Meta has released an evaluation of its new model named Chameleon, which is considered a response to advanced models from Frontier Labs, as competition in the generative artificial intelligence field shifts towards multi-modal models.
Chameleon was designed multi-modally from the start, rather than assembling separate components in various ways. Although Meta has not yet released the model, initial experiments indicate advanced performance in various tasks, such as commenting on images and answering visual questions, while maintaining efficiency in text-based tasks only.
The Chameleon model opens up new uses for artificial intelligence that require a deep understanding of visual and textual information. This model is based on a new approach to training multi-modal models, treating texts and images as distinct features. In contrast to previous methods, Chameleon uses the Unified Transformer architecture, abandoning separate encoding and decoding units for diverse methods as seen in other architectures like Unified-IO 2.
The model is designed to leverage a complex mix of images, text, code instructions, and other media. Chameleon converts images into completely separate distinctive symbols, much like linguistic models handle words, using a unified vocabulary consisting of texts, images, and code instructions.

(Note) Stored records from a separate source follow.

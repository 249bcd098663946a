//! JSON over HTTP remote invoker.
//!
//! Each operation is a `POST {endpoint}/{operation}` with body
//! `{"args": [...]}`. A 2xx reply body is decoded as JSON and handed back
//! as-is; judging its shape is left to [`RemoteOutcome::interpret`].
//!
//! [`RemoteOutcome::interpret`]: crate::interfaces::RemoteOutcome::interpret

use async_trait::async_trait;
use backon::{ExponentialBuilder, Retryable};
use reqwest::{Client, StatusCode};
use serde_json::{json, Value};
use tracing::{debug, warn};

use crate::config::RemoteConfig;
use crate::interfaces::remote_invoker::Result;
use crate::interfaces::{RemoteError, RemoteInvoker, RemotePayload};

/// Errors building an HTTP invoker.
#[derive(Debug, thiserror::Error)]
pub enum HttpInvokerError {
    #[error("Configuration error: {0}")]
    Config(String),

    #[error("HTTP client error: {0}")]
    Http(#[from] reqwest::Error),
}

/// Remote invoker over HTTP.
///
/// Transport failures, timeouts, 429, and 5xx replies are retried with
/// exponential backoff and surface as [`RemoteError::Communication`] once
/// retries run out.
pub struct HttpRemoteInvoker {
    client: Client,
    endpoint: String,
    config: RemoteConfig,
}

impl HttpRemoteInvoker {
    pub fn new(config: &RemoteConfig) -> std::result::Result<Self, HttpInvokerError> {
        let endpoint = config
            .endpoint
            .as_deref()
            .map(|e| e.trim_end_matches('/'))
            .filter(|e| !e.is_empty())
            .ok_or_else(|| HttpInvokerError::Config("remote endpoint not configured".to_string()))?
            .to_string();

        let client = Client::builder().timeout(config.timeout()).build()?;

        Ok(Self {
            client,
            endpoint,
            config: config.clone(),
        })
    }

    pub fn endpoint(&self) -> &str {
        &self.endpoint
    }

    fn backoff(&self) -> ExponentialBuilder {
        ExponentialBuilder::default()
            .with_min_delay(self.config.min_delay())
            .with_max_delay(self.config.max_delay())
            .with_max_times(self.config.max_retries)
            .with_jitter()
    }

    fn operation_url(&self, operation: &str) -> String {
        format!("{}/{}", self.endpoint, operation)
    }

    /// Retry 429 (rate limit) and 5xx (server errors).
    fn is_retryable_status(status: StatusCode) -> bool {
        status == StatusCode::TOO_MANY_REQUESTS || status.is_server_error()
    }

    async fn post(&self, operation: &str, args: &[Value]) -> Result<RemotePayload> {
        let url = self.operation_url(operation);

        let response = self
            .client
            .post(&url)
            .json(&json!({ "args": args }))
            .send()
            .await
            .map_err(|e| RemoteError::Communication(e.to_string()))?;

        let status = response.status();

        if status == StatusCode::NO_CONTENT {
            return Err(RemoteError::NoContent {
                operation: operation.to_string(),
            });
        }

        if !status.is_success() {
            let body = response.text().await.unwrap_or_default();
            let detail = format!(
                "HTTP {} - {}",
                status,
                body.chars().take(200).collect::<String>()
            );
            if Self::is_retryable_status(status) {
                warn!(url = %url, status = %status, "Remote call returned retryable status");
                return Err(RemoteError::Communication(detail));
            }
            return Err(RemoteError::Unclassified(detail));
        }

        let payload: RemotePayload = response
            .json()
            .await
            .map_err(|e| RemoteError::Unclassified(format!("undecodable reply: {}", e)))?;

        debug!(url = %url, "Remote call completed");
        Ok(payload)
    }
}

#[async_trait]
impl RemoteInvoker for HttpRemoteInvoker {
    async fn invoke(&self, operation: &str, args: Vec<Value>) -> Result<RemotePayload> {
        (|| async { self.post(operation, &args).await })
            .retry(self.backoff())
            .when(|e| matches!(e, RemoteError::Communication(_)))
            .notify(|err, delay| {
                warn!(operation = %operation, error = %err, ?delay, "Retrying remote call");
            })
            .await
    }
}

According to researchers, Gemini is the model closest to Chameleon, despite using separate Google image encoding modules in the creation stage, whereas Chameleon comprehensively processes and generates distinctive symbols.
Chameleon was trained in two stages using a massive dataset containing 4.4 trillion distinctive symbols from texts, images, textual sequences, and interleaved sequences. The city police succeeded in training a 34-billion-parameter thief using 10 trillion multi-modal distinctive symbols.
Based on experiments mentioned in the research paper, “Chameleon” can effectively perform a variety of textual and multi-modal tasks. It has shown advanced performance in answering visual questions and criteria for commenting on images, surpassing models like “Flamingo,” “Aidifics,” and “Lava-1.5”.
“Chameleon” offers new capabilities for creating and generating mixed-media content, especially when responses are needed that combine texts and images. In one test, Meta’s model showed that individuals prefer using “Chameleon” over “Gemini Pro” and “GPT-4V” due to the quality of mixed responses to open questions that integrate both images and texts.